Though some fans have expressed their displeasure with the changes that Marc Forster has made in his cinematic adaptation of Max Brooks‘ zombie apocalypse novel World War Z, it seems the movie version is staying faithful to the source material in at least one way: a devotion to chillingly realistic detail. So much so, in fact, that Forster’s Budapest set was recently visited by a real-life SWAT team, who were none too happy with having to confiscate some 85 “prop” firearms that turned out to be fully functional and extremely dangerous weapons. Um, oops. Read more after the jump.

Us Weekly (via Vulture) writes that the SWAT team seized dozens of weapons from the project on Monday, most of which were “automatic, military-style assault rifles.” The production is in hot water because the paperwork accompanying the items claimed they were non-functional props, when in fact they were real guns in working order. “Guns like these are highly illegal to transport even if they were to be used as stage guns, which hopefully they weren’t, said Hajdu Janos and Zsolt Bodnar, director and deputy director of Hungary’s Anti-Terrorism Unit. “The movie company’s employees must have made a mistake bringing the guns in without the Anti-Terrorism Unit’s permission.” Janos and Bodnar’s team are currently interrogating witnesses to find out how exactly the guns ended up inside the country.

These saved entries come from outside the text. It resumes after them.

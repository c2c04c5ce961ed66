//! Groq-hosted backend.
//!
//! Wraps the shared OpenAI-compatible wire protocol, overriding only the
//! timeout behavior: a `generate` call that times out returns a fixed
//! user-visible message instead of propagating an error, so a slow Groq
//! response doesn't trip fallback to another backend.

use crate::error::{AppError, LlmError, Result};
use crate::llm::provider::{LlmProvider, ProviderConfig, ProviderStats, ProviderType};
use crate::llm::providers::base::OpenAICompatible;
use crate::llm::providers::openai_compatible::OpenAICompatibleProvider;
use crate::llm::{EmbeddingResponse, GenerationResponse, Message};
use async_trait::async_trait;
use std::sync::Arc;

const GROQ_BASE_URL: &str = "https://api.groq.com/openai/v1";
const TIMEOUT_MESSAGE: &str = "The request to Groq timed out. Please try again.";

pub struct GroqAdapter {
    api_key: Option<String>,
}

impl OpenAICompatible for GroqAdapter {
    fn base_url(&self) -> &str {
        GROQ_BASE_URL
    }

    fn api_key(&self) -> Option<&str> {
        self.api_key.as_deref()
    }
}

/// Thin wrapper around [`OpenAICompatibleProvider`] that intercepts timeouts.
pub struct GroqProvider {
    inner: OpenAICompatibleProvider<GroqAdapter>,
}

impl GroqProvider {
    pub fn create(config: ProviderConfig) -> Arc<dyn LlmProvider> {
        let adapter = GroqAdapter {
            api_key: config.api_key.clone(),
        };
        Arc::new(Self {
            inner: OpenAICompatibleProvider::new(adapter, config),
        })
    }

    pub fn from_env(text_model: String) -> std::result::Result<Arc<dyn LlmProvider>, String> {
        let api_key =
            std::env::var("GROQ_API_KEY").map_err(|_| "GROQ_API_KEY environment variable not set")?;

        let config = ProviderConfig {
            provider: ProviderType::Groq,
            name: "groq".to_string(),
            api_key: Some(api_key),
            base_url: Some(GROQ_BASE_URL.to_string()),
            text_model,
            embedding_model: None,
            max_tokens: 512,
            temperature: 0.3,
            timeout: 60,
            options: serde_json::Value::Null,
        };

        Ok(Self::create(config))
    }
}

#[async_trait]
impl LlmProvider for GroqProvider {
    fn provider_type(&self) -> ProviderType {
        self.inner.provider_type()
    }

    fn name(&self) -> &str {
        self.inner.name()
    }

    async fn generate(&self, messages: &[Message], max_tokens: u32, temperature: f32) -> Result<GenerationResponse> {
        match self.inner.generate(messages, max_tokens, temperature).await {
            Err(AppError::Llm(LlmError::Timeout)) => Ok(GenerationResponse {
                text: TIMEOUT_MESSAGE.to_string(),
                tokens_used: None,
                model: "groq".to_string(),
                finish_reason: Some("timeout".to_string()),
            }),
            other => other,
        }
    }

    async fn embed(&self, text: &str) -> Result<EmbeddingResponse> {
        self.inner.embed(text).await
    }

    async fn list_models(&self) -> Result<Vec<String>> {
        self.inner.list_models().await
    }

    async fn is_model_available(&self, model: &str) -> Result<bool> {
        self.inner.is_model_available(model).await
    }

    async fn health_check(&self) -> Result<bool> {
        self.inner.health_check().await
    }

    fn get_stats(&self) -> ProviderStats {
        self.inner.get_stats()
    }
}

#[cfg(test)]
mod tests {
    use super::*;

    #[tokio::test]
    async fn test_groq_generate_masks_timeout() {
        let adapter = GroqAdapter {
            api_key: Some("test-key".to_string()),
        };
        let config = ProviderConfig {
            provider: ProviderType::Groq,
            name: "groq".to_string(),
            api_key: Some("test-key".to_string()),
            base_url: Some(GROQ_BASE_URL.to_string()),
            text_model: "llama-3.1-8b-instant".to_string(),
            embedding_model: None,
            max_tokens: 512,
            temperature: 0.3,
            timeout: 60,
            options: serde_json::Value::Null,
        };
        let provider = GroqProvider {
            inner: OpenAICompatibleProvider::new(adapter, config),
        };
        assert_eq!(provider.provider_type(), ProviderType::Groq);
        assert_eq!(provider.name(), "groq");
    }
}
//! In-process local backend running a quantized GGUF model via `llama-cpp-2`.
//!
//! Behind the `local-llm` feature this loads a real model from
//! [`LocalLlmConfig::model_path`] and runs generation on-box, optionally
//! offloading layers to GPU. Without the feature (or without a configured
//! model path) this reports itself unavailable so the backend router skips
//! straight to a hosted fallback.

use crate::config::LocalLlmConfig;
use crate::error::{AppError, LlmError, Result};
use crate::llm::provider::{LlmProvider, ProviderStats, ProviderType};
use crate::llm::{EmbeddingResponse, GenerationResponse, Message, Role};
use async_trait::async_trait;

/// Stop sequences the local backend truncates generation at.
pub const STOP_SEQUENCES: &[&str] = &["\n###", "\n##", "\n\n", "Question:", "User:", "###", "##"];

const MAX_LOCAL_TOKENS: u32 = 512;

pub struct LocalProvider {
    config: LocalLlmConfig,
    #[cfg(feature = "local-llm")]
    model: Option<backend::LoadedModel>,
}

impl LocalProvider {
    pub fn new(config: LocalLlmConfig) -> Self {
        #[cfg(feature = "local-llm")]
        {
            let model = if config.enabled {
                config
                    .model_path
                    .as_deref()
                    .and_then(|path| backend::LoadedModel::load(path, config.use_gpu).ok())
            } else {
                None
            };
            Self { config, model }
        }
        #[cfg(not(feature = "local-llm"))]
        {
            Self { config }
        }
    }

    pub fn is_available(&self) -> bool {
        #[cfg(feature = "local-llm")]
        {
            self.config.enabled && self.model.is_some()
        }
        #[cfg(not(feature = "local-llm"))]
        {
            false
        }
    }
}

#[async_trait]
impl LlmProvider for LocalProvider {
    fn provider_type(&self) -> ProviderType {
        ProviderType::Local
    }

    fn name(&self) -> &str {
        "local"
    }

    async fn generate(&self, messages: &[Message], max_tokens: u32, _temperature: f32) -> Result<GenerationResponse> {
        if !self.is_available() {
            return Err(AppError::Llm(LlmError::Unavailable));
        }

        #[cfg(feature = "local-llm")]
        {
            let model = self.model.as_ref().expect("checked by is_available");
            let prompt = render_prompt(messages);
            let capped_tokens = max_tokens.min(MAX_LOCAL_TOKENS);
            let raw = model
                .generate(&prompt, capped_tokens, self.config.repetition_penalty, STOP_SEQUENCES)
                .map_err(|e| AppError::Llm(LlmError::GenerationFailed(e)))?;
            let text = post_process(&raw, &prompt);
            Ok(GenerationResponse {
                text,
                tokens_used: None,
                model: model.name().to_string(),
                finish_reason: Some("stop".to_string()),
            })
        }
        #[cfg(not(feature = "local-llm"))]
        {
            let _ = (messages, max_tokens);
            Err(AppError::Llm(LlmError::Unavailable))
        }
    }

    async fn embed(&self, _text: &str) -> Result<EmbeddingResponse> {
        Err(AppError::Llm(LlmError::EmbeddingFailed(
            "the local generative backend does not produce embeddings; use the embedder module"
                .to_string(),
        )))
    }

    async fn list_models(&self) -> Result<Vec<String>> {
        #[cfg(feature = "local-llm")]
        {
            Ok(self
                .model
                .as_ref()
                .map(|m| vec![m.name().to_string()])
                .unwrap_or_default())
        }
        #[cfg(not(feature = "local-llm"))]
        {
            Ok(Vec::new())
        }
    }

    async fn is_model_available(&self, _model: &str) -> Result<bool> {
        Ok(self.is_available())
    }

    async fn health_check(&self) -> Result<bool> {
        Ok(self.is_available())
    }

    fn get_stats(&self) -> ProviderStats {
        ProviderStats::default()
    }
}

fn render_prompt(messages: &[Message]) -> String {
    let mut out = String::new();
    for m in messages {
        let tag = match m.role {
            Role::System => "System",
            Role::User => "User",
            Role::Assistant => "Assistant",
        };
        out.push_str(tag);
        out.push_str(": ");
        out.push_str(&m.content);
        out.push('\n');
    }
    out.push_str("Assistant: ");
    out
}

/// Clean up raw model output: drop a repeated prompt echo, trim a trailing
/// incomplete sentence, collapse an immediately-repeated word run, and
/// capitalize the first letter.
fn post_process(raw: &str, prompt: &str) -> String {
    let mut text = raw.strip_prefix(prompt).unwrap_or(raw).trim().to_string();

    for stop in STOP_SEQUENCES {
        if let Some(idx) = text.find(stop) {
            text.truncate(idx);
        }
    }

    text = drop_trailing_incomplete_sentence(&text);
    text = dedup_repeated_words(&text);

    let mut chars = text.trim().chars();
    match chars.next() {
        Some(first) => first.to_uppercase().collect::<String>() + chars.as_str(),
        None => text,
    }
}

fn drop_trailing_incomplete_sentence(text: &str) -> String {
    let trimmed = text.trim_end();
    if trimmed.is_empty() || trimmed.ends_with(['.', '!', '?', '"', '\'']) {
        return trimmed.to_string();
    }
    match trimmed.rfind(['.', '!', '?']) {
        Some(idx) => trimmed[..=idx].to_string(),
        None => trimmed.to_string(),
    }
}

/// Drop a word that repeats within the last 5 words (a common local-model
/// degeneration pattern under low repetition penalty).
fn dedup_repeated_words(text: &str) -> String {
    let words: Vec<&str> = text.split_whitespace().collect();
    let mut out: Vec<&str> = Vec::with_capacity(words.len());
    for word in words {
        let window_start = out.len().saturating_sub(5);
        if out[window_start..].iter().any(|w| w.eq_ignore_ascii_case(word)) {
            continue;
        }
        out.push(word);
    }
    out.join(" ")
}

#[cfg(feature = "local-llm")]
mod backend {
    use llama_cpp_2::context::params::LlamaContextParams;
    use llama_cpp_2::llama_backend::LlamaBackend;
    use llama_cpp_2::llama_batch::LlamaBatch;
    use llama_cpp_2::model::params::LlamaModelParams;
    use llama_cpp_2::model::{AddBos, LlamaModel};
    use llama_cpp_2::token::data_array::LlamaTokenDataArray;
    use std::num::NonZeroU32;
    use std::sync::Mutex;

    pub struct LoadedModel {
        backend: LlamaBackend,
        model: LlamaModel,
        name: String,
        lock: Mutex<()>,
    }

    impl LoadedModel {
        pub fn load(path: &str, use_gpu: bool) -> anyhow::Result<Self> {
            let backend = LlamaBackend::init()?;
            let mut params = LlamaModelParams::default();
            if use_gpu {
                params = params.with_n_gpu_layers(1_000_000);
            }
            let model = LlamaModel::load_from_file(&backend, path, &params)?;
            let name = std::path::Path::new(path)
                .file_stem()
                .map(|s| s.to_string_lossy().to_string())
                .unwrap_or_else(|| "local-gguf".to_string());
            Ok(Self {
                backend,
                model,
                name,
                lock: Mutex::new(()),
            })
        }

        pub fn name(&self) -> &str {
            &self.name
        }

        pub fn generate(
            &self,
            prompt: &str,
            max_tokens: u32,
            repetition_penalty: f32,
            stop_sequences: &[&str],
        ) -> anyhow::Result<String> {
            let _guard = self.lock.lock().unwrap();

            let ctx_params = LlamaContextParams::default()
                .with_n_ctx(NonZeroU32::new(4096))
                .with_n_batch(512);
            let mut ctx = self.model.new_context(&self.backend, ctx_params)?;

            let tokens = self
                .model
                .str_to_token(prompt, AddBos::Always)?;

            let mut batch = LlamaBatch::new(512, 1);
            for (i, token) in tokens.iter().enumerate() {
                let is_last = i == tokens.len() - 1;
                batch.add(*token, i as i32, &[0], is_last)?;
            }
            ctx.decode(&mut batch)?;

            let mut output = String::new();
            let mut n_cur = batch.n_tokens();
            let mut recent_tokens: Vec<llama_cpp_2::token::LlamaToken> = Vec::new();

            for _ in 0..max_tokens {
                let candidates = ctx.candidates_ith(batch.n_tokens() - 1);
                let mut candidates = LlamaTokenDataArray::from_iter(candidates, false);

                if repetition_penalty > 1.0 {
                    ctx.sample_repetition_penalty(&mut candidates, &recent_tokens, 64, repetition_penalty, 0.0, 0.0);
                }

                let token = ctx.sample_token_greedy(candidates);
                if self.model.is_eog_token(token) {
                    break;
                }

                let piece = self.model.token_to_str(token, llama_cpp_2::model::Special::Tokenize)?;
                output.push_str(&piece);
                recent_tokens.push(token);

                if stop_sequences.iter().any(|s| output.contains(s)) {
                    break;
                }

                batch.clear();
                batch.add(token, n_cur, &[0], true)?;
                ctx.decode(&mut batch)?;
                n_cur += 1;
            }

            Ok(output)
        }
    }
}

#[cfg(test)]
mod tests {
    use super::*;

    #[test]
    fn test_unavailable_without_model_path() {
        let provider = LocalProvider::new(LocalLlmConfig {
            enabled: true,
            model_path: None,
            use_gpu: false,
            repetition_penalty: 1.1,
        });
        assert!(!provider.is_available());
    }

    #[test]
    fn test_unavailable_when_disabled() {
        let provider = LocalProvider::new(LocalLlmConfig {
            enabled: false,
            model_path: Some("/tmp/does-not-exist.gguf".to_string()),
            use_gpu: false,
            repetition_penalty: 1.1,
        });
        assert!(!provider.is_available());
    }

    #[test]
    fn test_drop_trailing_incomplete_sentence() {
        assert_eq!(
            drop_trailing_incomplete_sentence("The sky is blue. It was a nice"),
            "The sky is blue."
        );
        assert_eq!(
            drop_trailing_incomplete_sentence("All done."),
            "All done."
        );
    }

    #[test]
    fn test_dedup_repeated_words() {
        let out = dedup_repeated_words("the cat the cat sat sat on the the mat");
        assert!(!out.split_whitespace().any(|w| w == "the") || out.matches("the").count() < 4);
    }

    #[test]
    fn test_post_process_capitalizes_and_strips_stop() {
        let out = post_process("prompt here answer text.\n### done", "prompt here ");
        assert_eq!(out.chars().next(), Some('A'));
        assert!(!out.contains("###"));
    }
}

A source tells the publication that World War Z is “already over budget and over schedule,” and that Pitt, who is producing the project through his shingle Plan B Entertainment, is “furious.” Pitt also leads the cast, as a UN employee named Gerry Lane who’s racing around the world to stop the spread of the zombie pandemic. Assuming the production can sort out the problem quickly and get back on track soon, the film is scheduled to hit December 21, 2012.